• [REQUIRED WORK]: Every line from the beginning of the data through the line containing "pub struct QueryResults" should be reproduced exactly, and no further lines should be output.

• [DATA PROVIDED]:
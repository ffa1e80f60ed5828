//! Materialized query results.

use super::{ContainerKind, Distinctness, RowComparator, RowOrdering, TupleShape};
use hashbrown::HashSet;
use indexmap::IndexSet;
use std::sync::Arc;
use tessera_core::{ObjectType, StructType, Value};

/// The rows returned by a query.
#[derive(Clone, Debug)]
pub struct QueryResults {
    kind: ContainerKind,
    ordered: bool,
    struct_type: Option<Arc<StructType>>,
    rows: Vec<Value>,
    /// ORDER BY key values per row, kept for bucket results that are merged later.
    sort_keys: Option<Vec<Vec<Value>>>,
    /// ORDER BY directions of an ordered result.
    comparator: Option<RowComparator>,
    count: Option<usize>,
}

impl QueryResults {
    pub(crate) fn new(
        kind: ContainerKind,
        ordered: bool,
        struct_type: Option<Arc<StructType>>,
        rows: Vec<Value>,
        sort_keys: Option<Vec<Vec<Value>>>,
    ) -> Self {
        Self {
            kind,
            ordered,
            struct_type,
            rows,
            sort_keys,
            comparator: None,
            count: None,
        }
    }

    pub(crate) fn with_comparator(mut self, comparator: Option<RowComparator>) -> Self {
        self.comparator = comparator;
        self
    }

    pub(crate) fn count(count: usize) -> Self {
        Self {
            kind: ContainerKind::Count,
            ordered: false,
            struct_type: None,
            rows: vec![Value::count(count)],
            sort_keys: None,
            comparator: None,
            count: Some(count),
        }
    }

    /// Wraps the value of a non-SELECT query.
    pub(crate) fn single(value: Value) -> Self {
        Self::new(ContainerKind::UnorderedBag, false, None, vec![value], None)
    }

    /// Returns the container family that produced the rows.
    pub fn kind(&self) -> ContainerKind {
        self.kind
    }

    /// Returns the COUNT(*) value of a count query.
    pub fn count_value(&self) -> Option<usize> {
        self.count
    }

    pub fn len(&self) -> usize {
        self.rows.len()
    }

    pub fn is_empty(&self) -> bool {
        self.rows.is_empty()
    }

    pub fn iter(&self) -> std::slice::Iter<'_, Value> {
        self.rows.iter()
    }

    /// Returns the rows in result order.
    pub fn as_list(&self) -> &[Value] {
        &self.rows
    }

    /// Returns the distinct rows, in result order.
    pub fn as_set(&self) -> IndexSet<Value> {
        self.rows.iter().cloned().collect()
    }

    pub fn into_rows(self) -> Vec<Value> {
        self.rows
    }

    /// Returns the rows as a collection value (the value of a sub-query).
    pub(crate) fn into_value(self) -> Value {
        Value::collection(self.rows)
    }

    /// Returns rows paired with their ORDER BY keys, if they were kept.
    pub(crate) fn into_keyed(self) -> Vec<(Value, Vec<Value>)> {
        match self.sort_keys {
            Some(keys) => self.rows.into_iter().zip(keys).collect(),
            None => self.rows.into_iter().map(|r| (r, Vec::new())).collect(),
        }
    }
}

impl Distinctness for QueryResults {
    fn is_distinct(&self) -> bool {
        matches!(
            self.kind,
            ContainerKind::UnorderedSet | ContainerKind::SortedSet | ContainerKind::LinkedSet
        )
    }

    fn occurrences(&self, row: &Value) -> usize {
        self.rows.iter().filter(|r| *r == row).count()
    }
}

impl RowOrdering for QueryResults {
    fn is_ordered(&self) -> bool {
        self.ordered
    }

    fn comparator(&self) -> Option<&RowComparator> {
        self.comparator.as_ref()
    }
}

impl TupleShape for QueryResults {
    fn struct_type(&self) -> Option<&Arc<StructType>> {
        self.struct_type.as_ref()
    }

    fn element_type(&self) -> ObjectType {
        if self.count.is_some() {
            return ObjectType::Int;
        }
        if self.struct_type.is_some() {
            return ObjectType::Struct;
        }
        let types: HashSet<ObjectType> = self
            .rows
            .iter()
            .filter(|r| !r.is_null() && !r.is_undefined())
            .map(Value::data_type)
            .collect();
        match types.len() {
            1 => types.into_iter().next().unwrap_or(ObjectType::Any),
            _ => ObjectType::Any,
        }
    }
}

impl<'a> IntoIterator for &'a QueryResults {
    type Item = &'a Value;
    type IntoIter = std::slice::Iter<'a, Value>;

    fn into_iter(self) -> Self::IntoIter {
        self.rows.iter()
    }
}

impl IntoIterator for QueryResults {
    type Item = Value;
    type IntoIter = std::vec::IntoIter<Value>;

    fn into_iter(self) -> Self::IntoIter {
        self.rows.into_iter()
    }
}
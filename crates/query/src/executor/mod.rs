//! Query execution.
//!
//! A run first resolves names and dependencies over the whole compiled tree,
//! then evaluates the root. SELECTs run as nested loops over their FROM
//! iterators, narrowed by index lookups or direct key fetches when the WHERE
//! clause allows it.

mod bulk;
mod compare;
mod dependencies;
mod evaluate;
mod filter;
mod select;

pub(crate) use filter::PlanInfo;
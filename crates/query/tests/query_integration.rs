//! End-to-end tests through `QueryService`.

use std::sync::atomic::{AtomicUsize, Ordering};
use std::sync::Arc;
use tessera_core::{ObjectType, ObjectValue, Value};
use tessera_query::{
    ClassDescriptor, ContainerKind, FunctionContext, MethodAuthorizer, MethodDescriptor,
    QueryConfig, QueryError, QueryService, TypeRegistry,
};
use tessera_storage::RegionCache;

fn record(id: i32, status: &str) -> ObjectValue {
    ObjectValue::new("Portfolio").with("ID", id).with("status", status)
}

/// Region `R` with `count` records, IDs `0..count`, alternating status.
fn service_with_records(count: i32) -> QueryService {
    let cache = Arc::new(RegionCache::new());
    let region = cache.create_region("R").unwrap();
    for id in 0..count {
        let status = if id % 2 == 0 { "active" } else { "inactive" };
        region.put(id, record(id, status)).unwrap();
    }
    QueryService::new(cache)
}

fn ids(rows: &[Value]) -> Vec<i64> {
    let mut ids: Vec<i64> = rows
        .iter()
        .map(|row| row.field("ID").and_then(Value::as_i64).unwrap())
        .collect();
    ids.sort_unstable();
    ids
}

#[test]
fn test_range_conjunction() {
    let service = service_with_records(20);
    let query = service
        .new_query("SELECT * FROM R WHERE ID > 4 AND ID < 9")
        .unwrap();
    let results = query.execute(&[]).unwrap();
    assert_eq!(ids(results.as_list()), vec![5, 6, 7, 8]);

    service.create_index("idIdx", "r.ID", "/R r").unwrap();
    let indexed = query.execute(&[]).unwrap();
    assert_eq!(ids(indexed.as_list()), vec![5, 6, 7, 8]);
}

#[test]
fn test_distinct_status() {
    let service = service_with_records(100);
    let results = service
        .new_query("SELECT DISTINCT status FROM R")
        .unwrap()
        .execute(&[])
        .unwrap();
    assert_eq!(results.len(), 2);
    assert_eq!(results.kind(), ContainerKind::UnorderedSet);
    let statuses = results.as_set();
    assert!(statuses.contains(&Value::from("active")));
    assert!(statuses.contains(&Value::from("inactive")));
}

#[test]
fn test_order_by_with_limit() {
    let service = service_with_records(10);
    let results = service
        .new_query("SELECT ID, status FROM R ORDER BY status, ID DESC LIMIT 3")
        .unwrap()
        .execute(&[])
        .unwrap();
    let rows: Vec<(i64, String)> = results
        .iter()
        .map(|row| {
            (
                row.field("ID").and_then(Value::as_i64).unwrap(),
                row.field("status").and_then(Value::as_str).unwrap().to_owned(),
            )
        })
        .collect();
    assert_eq!(
        rows,
        vec![
            (8, "active".to_owned()),
            (6, "active".to_owned()),
            (4, "active".to_owned()),
        ]
    );
}

#[test]
fn test_count_with_and_without_index() {
    let service = service_with_records(30);
    let query = service
        .new_query("SELECT COUNT(*) FROM R WHERE ID > 0")
        .unwrap();
    let brute = query.execute(&[]).unwrap();
    assert_eq!(brute.count_value(), Some(29));

    service.create_index("idIdx", "r.ID", "/R r").unwrap();
    let indexed = query.execute(&[]).unwrap();
    assert_eq!(indexed.count_value(), Some(29));

    let all = service
        .new_query("SELECT COUNT(*) FROM /R")
        .unwrap()
        .execute(&[])
        .unwrap();
    assert_eq!(all.count_value(), Some(30));
}

#[test]
fn test_invalid_query_text() {
    let service = service_with_records(5);
    let err = service.new_query("INVALID QUERY").unwrap_err();
    assert!(matches!(err, QueryError::InvalidQuery { .. }));
    assert!(!err.is_retryable());
}

#[derive(Debug, Default)]
struct CountingAuthorizer {
    calls: AtomicUsize,
    allow: bool,
}

impl MethodAuthorizer for CountingAuthorizer {
    fn authorize(&self, _receiver_class: &str, _method: &MethodDescriptor) -> bool {
        self.calls.fetch_add(1, Ordering::SeqCst);
        self.allow
    }
}

fn registry_with_risk() -> TypeRegistry {
    TypeRegistry::new().with_class(ClassDescriptor::new("Portfolio").method(
        "riskScore",
        Vec::<ObjectType>::new(),
        |receiver, _args| {
            let id = receiver.field("ID").and_then(Value::as_i64).unwrap_or(0);
            Ok(Value::Long(id * 10))
        },
    ))
}

#[test]
fn test_denied_method_fails_on_first_row() {
    let authorizer = Arc::new(CountingAuthorizer::default());
    let service = service_with_records(50)
        .with_registry(registry_with_risk())
        .with_authorizer(authorizer.clone());
    let query = service
        .new_query("SELECT * FROM /R p WHERE p.riskScore() > 100")
        .unwrap();
    let err = query.execute(&[]).unwrap_err();
    assert!(matches!(err, QueryError::NotAuthorized(_)));
    assert_eq!(authorizer.calls.load(Ordering::SeqCst), 1);
}

#[test]
fn test_authorization_is_cached_per_run() {
    let authorizer = Arc::new(CountingAuthorizer {
        calls: AtomicUsize::new(0),
        allow: true,
    });
    let service = service_with_records(50)
        .with_registry(registry_with_risk())
        .with_authorizer(authorizer.clone());
    let query = service
        .new_query("SELECT * FROM /R p WHERE p.riskScore() > 100")
        .unwrap();
    let results = query.execute(&[]).unwrap();
    assert_eq!(results.len(), 39);
    assert_eq!(authorizer.calls.load(Ordering::SeqCst), 1);

    query.execute(&[]).unwrap();
    assert_eq!(authorizer.calls.load(Ordering::SeqCst), 2);
}

#[test]
fn test_bind_arguments_and_struct_rows() {
    let service = service_with_records(10);
    let results = service
        .new_query("SELECT p.ID AS id, p.status FROM /R p WHERE p.ID IN SET($1, $2)")
        .unwrap()
        .execute(&[Value::Int(3), Value::Long(4)])
        .unwrap();
    assert_eq!(results.len(), 2);
    for row in results.iter() {
        let row = row.as_struct().unwrap();
        assert_eq!(row.struct_type().field_names(), ["id", "status"]);
    }
}

#[test]
fn test_entry_set_bulk_fetch() {
    let service = service_with_records(10);
    let query = service
        .new_query("SELECT e.value.ID FROM /R.entrySet e WHERE e.key IN SET(1, 3, 3, 42)")
        .unwrap();
    let results = query.execute(&[]).unwrap();
    let mut values: Vec<i64> = results.iter().filter_map(Value::as_i64).collect();
    values.sort_unstable();
    assert_eq!(values, vec![1, 3]);

    let scanned = QueryService::new(service.cache().clone())
        .with_config(QueryConfig::default().with_bulk_fetch(false))
        .new_query(query.text())
        .unwrap()
        .execute(&[])
        .unwrap();
    assert_eq!(scanned.as_set(), results.as_set());
}

#[test]
fn test_destroyed_region_is_retryable() {
    let service = service_with_records(10);
    let query = service.new_query("SELECT * FROM /R").unwrap();
    service.cache().destroy_region("R").unwrap();
    let err = query.execute(&[]).unwrap_err();
    assert!(err.is_retryable() || matches!(err, QueryError::NameResolution(_)));
}

#[test]
fn test_element_and_non_select_queries() {
    let service = service_with_records(10);
    let single = service
        .new_query("ELEMENT(SELECT p.status FROM /R p WHERE p.ID = 3)")
        .unwrap()
        .execute(&[])
        .unwrap();
    assert_eq!(single.as_list(), vec![Value::from("inactive")]);

    let err = service
        .new_query("ELEMENT(SELECT p FROM /R p)")
        .unwrap()
        .execute(&[])
        .unwrap_err();
    assert!(matches!(err, QueryError::InvalidQuery { .. }));
}

#[test]
fn test_result_capabilities() {
    use tessera_query::results::{Distinctness, RowOrdering, TupleShape};

    let service = service_with_records(10);
    let bag = service
        .new_query("SELECT p.status FROM /R p")
        .unwrap()
        .execute(&[])
        .unwrap();
    assert!(!bag.is_distinct());
    assert!(!bag.is_ordered());
    assert_eq!(bag.occurrences(&Value::from("active")), 5);
    assert_eq!(bag.element_type(), ObjectType::String);

    let sorted = service
        .new_query("SELECT DISTINCT p.ID, p.status FROM /R p ORDER BY p.ID DESC")
        .unwrap()
        .execute(&[])
        .unwrap();
    assert!(sorted.is_distinct());
    assert!(sorted.is_ordered());
    assert!(sorted.comparator().is_some());
    assert_eq!(sorted.element_type(), ObjectType::Struct);
    assert_eq!(sorted.occurrences(&sorted.as_list()[0]), 1);
}

#[test]
fn test_group_by_becomes_distinct_sorted() {
    let service = service_with_records(20);
    let results = service
        .new_query("SELECT status FROM /R p GROUP BY status")
        .unwrap()
        .execute(&[])
        .unwrap();
    assert_eq!(
        results.as_list(),
        vec![Value::from("active"), Value::from("inactive")]
    );
}

fn partitioned_service(buckets: usize, count: i32) -> QueryService {
    let cache = Arc::new(RegionCache::new());
    let region = cache.create_partitioned_region("PR", buckets, None).unwrap();
    for id in 0..count {
        let status = if id % 3 == 0 { "active" } else { "inactive" };
        region.put(id, record(id, status)).unwrap();
    }
    QueryService::new(cache)
}

#[test]
fn test_partitioned_order_and_limit() {
    let service = partitioned_service(4, 40);
    let results = service
        .new_query("SELECT p.ID FROM /PR p WHERE p.status = 'active' ORDER BY p.ID DESC LIMIT 4")
        .unwrap()
        .execute(&[])
        .unwrap();
    assert_eq!(
        results.as_list(),
        vec![Value::Int(39), Value::Int(36), Value::Int(33), Value::Int(30)]
    );

    let count = service
        .new_query("SELECT COUNT(*) FROM /PR p WHERE p.status = 'active'")
        .unwrap()
        .execute(&[])
        .unwrap();
    assert_eq!(count.count_value(), Some(14));

    let distinct = service
        .new_query("SELECT DISTINCT COUNT(*) FROM /PR p WHERE p.ID < 10")
        .unwrap()
        .execute(&[])
        .unwrap();
    assert_eq!(distinct.count_value(), Some(10));
}

#[test]
fn test_partitioned_shape_rules() {
    let service = partitioned_service(4, 8);
    service.cache().create_region("L").unwrap();
    let unsupported = [
        "SELECT * FROM /L l, /PR p",
        "SELECT * FROM /PR p WHERE p.ID IN (SELECT q.ID FROM /PR q)",
        "SELECT * FROM /PR p, /PR q",
    ];
    for text in unsupported {
        let err = service.new_query(text).unwrap().execute(&[]).unwrap_err();
        assert!(matches!(err, QueryError::Unsupported(_)), "{}: {:?}", text, err);
    }
    let local_join = service
        .new_query("SELECT * FROM /PR p, /L l")
        .unwrap()
        .execute(&[])
        .unwrap();
    assert!(local_join.is_empty());
}

#[test]
fn test_colocated_join_in_function() {
    let cache = Arc::new(RegionCache::new());
    let orders = cache.create_partitioned_region("orders", 4, None).unwrap();
    let lines = cache
        .create_partitioned_region("lines", 4, Some("orders"))
        .unwrap();
    cache.create_partitioned_region("other", 4, None).unwrap();
    for id in 0..12 {
        orders.put(id, record(id, "open")).unwrap();
        lines.put(id, ObjectValue::new("Line").with("orderId", id)).unwrap();
    }
    let service = QueryService::new(cache);
    let query = service
        .new_query("SELECT o.ID FROM /orders o, /lines l WHERE l.orderId = o.ID")
        .unwrap();
    assert!(matches!(query.execute(&[]), Err(QueryError::Unsupported(_))));

    let everywhere = FunctionContext::new(0..4);
    let joined = query.execute_in_function(&everywhere, &[]).unwrap();
    assert_eq!(joined.len(), 12);

    let one_bucket = FunctionContext::new([1]);
    let partial = query.execute_in_function(&one_bucket, &[]).unwrap();
    assert!(partial.len() < 12);

    let not_colocated = service
        .new_query("SELECT * FROM /orders o, /other x")
        .unwrap()
        .execute_in_function(&everywhere, &[]);
    assert!(matches!(not_colocated, Err(QueryError::Unsupported(_))));
}

#[test]
fn test_traced_query() {
    let service = service_with_records(10);
    service.create_index("idIdx", "p.ID", "/R p").unwrap();
    let query = service
        .new_query("<trace> SELECT * FROM /R p WHERE p.ID < 3")
        .unwrap();
    assert!(query.compiled().is_traced());
    assert_eq!(query.text(), "SELECT * FROM /R p WHERE p.ID < 3");
    assert_eq!(ids(query.execute(&[]).unwrap().as_list()), vec![0, 1, 2]);
}
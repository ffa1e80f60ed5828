//! Benchmarks for query execution.
//!
//! Setup (region population, index creation, compilation) happens outside the
//! measured closures; only `Query::execute` is timed.

use criterion::{black_box, criterion_group, criterion_main, BenchmarkId, Criterion};
use std::sync::Arc;
use tessera_core::{ObjectValue, Value};
use tessera_query::{QueryConfig, QueryService};
use tessera_storage::RegionCache;

/// Simple LCG for reproducible pseudo-random scores
fn scores(count: usize, seed: u64) -> Vec<i32> {
    let mut s = seed;
    (0..count)
        .map(|_| {
            s = s.wrapping_mul(6364136223846793005).wrapping_add(1);
            ((s >> 33) % 1000) as i32
        })
        .collect()
}

fn populate(cache: &RegionCache, count: usize, buckets: Option<usize>) {
    let put = |id: usize, score: i32| {
        ObjectValue::new("Trade")
            .with("ID", id as i32)
            .with("score", score)
            .with("status", if id % 4 == 0 { "open" } else { "closed" })
    };
    match buckets {
        Some(n) => {
            let region = cache.create_partitioned_region("trades", n, None).unwrap();
            for (id, score) in scores(count, 12345).into_iter().enumerate() {
                region.put(id as i32, put(id, score)).unwrap();
            }
        }
        None => {
            let region = cache.create_region("trades").unwrap();
            for (id, score) in scores(count, 12345).into_iter().enumerate() {
                region.put(id as i32, put(id, score)).unwrap();
            }
        }
    }
}

fn service(count: usize, indexed: bool) -> QueryService {
    let cache = Arc::new(RegionCache::new());
    populate(&cache, count, None);
    let service = QueryService::new(cache);
    if indexed {
        service.create_index("scoreIdx", "t.score", "/trades t").unwrap();
    }
    service
}

fn bench_range_filter(c: &mut Criterion) {
    let mut group = c.benchmark_group("range_filter");
    for &count in &[1_000usize, 10_000] {
        for indexed in [false, true] {
            let service = service(count, indexed);
            let query = service
                .new_query("SELECT t.ID FROM /trades t WHERE t.score >= $1 AND t.score < $2")
                .unwrap();
            let params = [Value::Int(100), Value::Int(150)];
            let label = if indexed { "index" } else { "scan" };
            group.bench_with_input(BenchmarkId::new(label, count), &count, |b, _| {
                b.iter(|| black_box(query.execute(&params).unwrap()))
            });
        }
    }
    group.finish();
}

fn bench_order_by_limit(c: &mut Criterion) {
    let mut group = c.benchmark_group("order_by_limit");
    for indexed in [false, true] {
        let service = service(10_000, indexed);
        let query = service
            .new_query("SELECT t.ID, t.score FROM /trades t WHERE t.score > 10 ORDER BY t.score DESC LIMIT 10")
            .unwrap();
        let label = if indexed { "index" } else { "sort" };
        group.bench_function(label, |b| b.iter(|| black_box(query.execute(&[]).unwrap())));
    }
    group.finish();
}

fn bench_distinct(c: &mut Criterion) {
    let service = service(10_000, false);
    let query = service
        .new_query("SELECT DISTINCT t.status, t.score FROM /trades t")
        .unwrap();
    c.bench_function("distinct_struct", |b| {
        b.iter(|| black_box(query.execute(&[]).unwrap()))
    });
}

fn bench_partitioned(c: &mut Criterion) {
    let mut group = c.benchmark_group("partitioned");
    let cache = Arc::new(RegionCache::new());
    populate(&cache, 20_000, Some(16));
    for parallel in [false, true] {
        let service = QueryService::new(Arc::clone(&cache))
            .with_config(QueryConfig::default().with_parallel_buckets(parallel));
        let query = service
            .new_query("SELECT t.ID FROM /trades t WHERE t.status = 'open' ORDER BY t.ID LIMIT 100")
            .unwrap();
        let label = if parallel { "parallel" } else { "sequential" };
        group.bench_function(label, |b| b.iter(|| black_box(query.execute(&[]).unwrap())));
    }
    group.finish();
}

fn bench_compile(c: &mut Criterion) {
    let service = service(10, false);
    c.bench_function("compile", |b| {
        b.iter(|| {
            black_box(
                service
                    .new_query(
                        "SELECT DISTINCT p.ID, p.status FROM /trades p \
                         WHERE p.score > 5 AND (p.status = 'open' OR p.ID IN SET(1, 2, 3)) \
                         ORDER BY p.status, p.ID DESC LIMIT 20",
                    )
                    .unwrap(),
            )
        })
    });
}

criterion_group!(
    benches,
    bench_range_filter,
    bench_order_by_limit,
    bench_distinct,
    bench_partitioned,
    bench_compile
);
criterion_main!(benches);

• [ANSWER BOX]:
repository ffa1e80f60ed5828
//! Materialized query results.

use super::{ContainerKind, Distinctness, RowComparator, RowOrdering, TupleShape};
use hashbrown::HashSet;
use indexmap::IndexSet;
use std::sync::Arc;
use tessera_core::{ObjectType, StructType, Value};

/// The rows returned by a query.
#[derive(Clone, Debug)]
pub struct QueryResults {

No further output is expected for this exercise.